His family has filed an official complaint against the school district before a special education hearing officer for the state of Texas.
After school shootings around the country, and two this year in particular — Parkland, Florida, (Feb. 14) and Santa Fe, Texas (May 18) — schools are taking an increasingly harder line against students who threaten violence, including criminal referrals that advocates say can harm students and do nothing to increase school safety.
Texas Juvenile Justice Department data analyzed by The Marshall Project show that more students were charged with making terroristic threats in 2018 than any year since 2013.
Not including June, there have been 1,560 referrals for terroristic threat this school year, compared with an annual average of 843 referrals in the past five school years. Another surge year was 2012, after the Sandy Hook school shooting in December.
In the first five months of 2018, there were more than twice as many referrals to police for terroristic threat than any comparable five-month period in the last six years. Referrals began rising in February, the same month that the Parkland school shooting occurred. Data also show that most referrals for terroristic threat are for juveniles ages 11 to 16.
On May 30, just under two weeks after the Sante Fe shooting, Governor Greg Abbott released 40 recommendations in his “School and Firearm Safety Action Plan,” meant to ensure that teachers and administrators are able to remove students who pose a violent threat. Among the governor’s recommendations is a proposal to expand the list of offenses for which a student may be expelled or removed from their regular classes and placed into a “disciplinary alternative educational program.”
Abbott’s office did not respond to requests for comment.
The Texas Senate Select Committee on Violence in Schools & School Security has been tasked with recommending improvements to school safety. One goal is to find strategies to identify and intercept high-risk students early. Brent Connett, Texas state Senator Donald Huffines’s chief of staff, said, “We haven’t heard anything from our constituents regarding these kinds of referrals.”
But some are worried about criminalizing vulnerable students. In a report released Tuesday, Texas Appleseed, a nonprofit justice center, said that while statewide reforms over the years have been adopted in the Texas Legislature aiming to push school districts to stop criminalizing student behavior, the uptick of juvenile arrests rolls back the clock on statewide reform. Texas Appleseed were the first to obtain the numbers from the Texas Juvenile Justice Department.
Morgan Craven, director of the School-to-Prison Pipeline Project at Texas Appleseed, will speak at a Senate committee meeting Wednesday to discuss how further criminalizing misbehavior in schools may needlessly push kids out of schools and into the criminal justice system.

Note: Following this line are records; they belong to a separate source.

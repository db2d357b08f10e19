//! Writing and reading observation scripts through the CLI.

mod common;

use common::Workdir;

#[test]
fn template_fields_are_read_back() {
    let work = Workdir::new();
    let written = work.synthesizer(&[
        "script",
        "--out",
        "casa_script.py",
        "--obstime",
        "3",
        "--npix",
        "200",
        "--set",
        "tclean.robust=2.0",
    ]);
    assert!(written.status.success());

    let read = work.synthesizer(&["script", "--read", "casa_script.py", "--json"]);
    assert!(read.status.success());
    let fields: serde_json::Value =
        serde_json::from_slice(&read.stdout).expect("parse field listing");
    let value = |task: &str, field: &str| {
        fields
            .as_array()
            .expect("field array")
            .iter()
            .find(|entry| entry["task"] == task && entry["field"] == field)
            .map(|entry| entry["value"].clone())
    };
    assert_eq!(value("simobserve", "totaltime"), Some("3h".into()));
    assert_eq!(value("tclean", "imsize"), Some("220".into()));
    assert_eq!(value("tclean", "cell"), Some("0.008arcsec".into()));
    assert_eq!(value("tclean", "robust"), Some("2.0".into()));
}

#[test]
fn reading_a_missing_script_fails() {
    let work = Workdir::new();
    let output = work.synthesizer(&["script", "--read", "absent.py"]);
    assert!(!output.status.success());
}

“While it is certainly appropriate to have a system of consequences in place when students exhibit challenging behaviors, simply removing them from class without addressing underlying needs or teaching appropriate behavior is harmful and compromises school safety,” Craven said.
Zoe Savitsky, the deputy legal director of the Southern Poverty Law Center, is concerned about legislative responses that have been proposed in some southern states since Parkland. School safety laws that have been passed in Alabama, Louisiana and Florida, Savistsky says, are adding various kinds of threats to criminal and juvenile law.
“Given the kinds of legislative responses that have come post-Parkland, it’s entirely possible that the changes we have seen between February and now is just the start, and not the end of the next trend,” Savitsky says.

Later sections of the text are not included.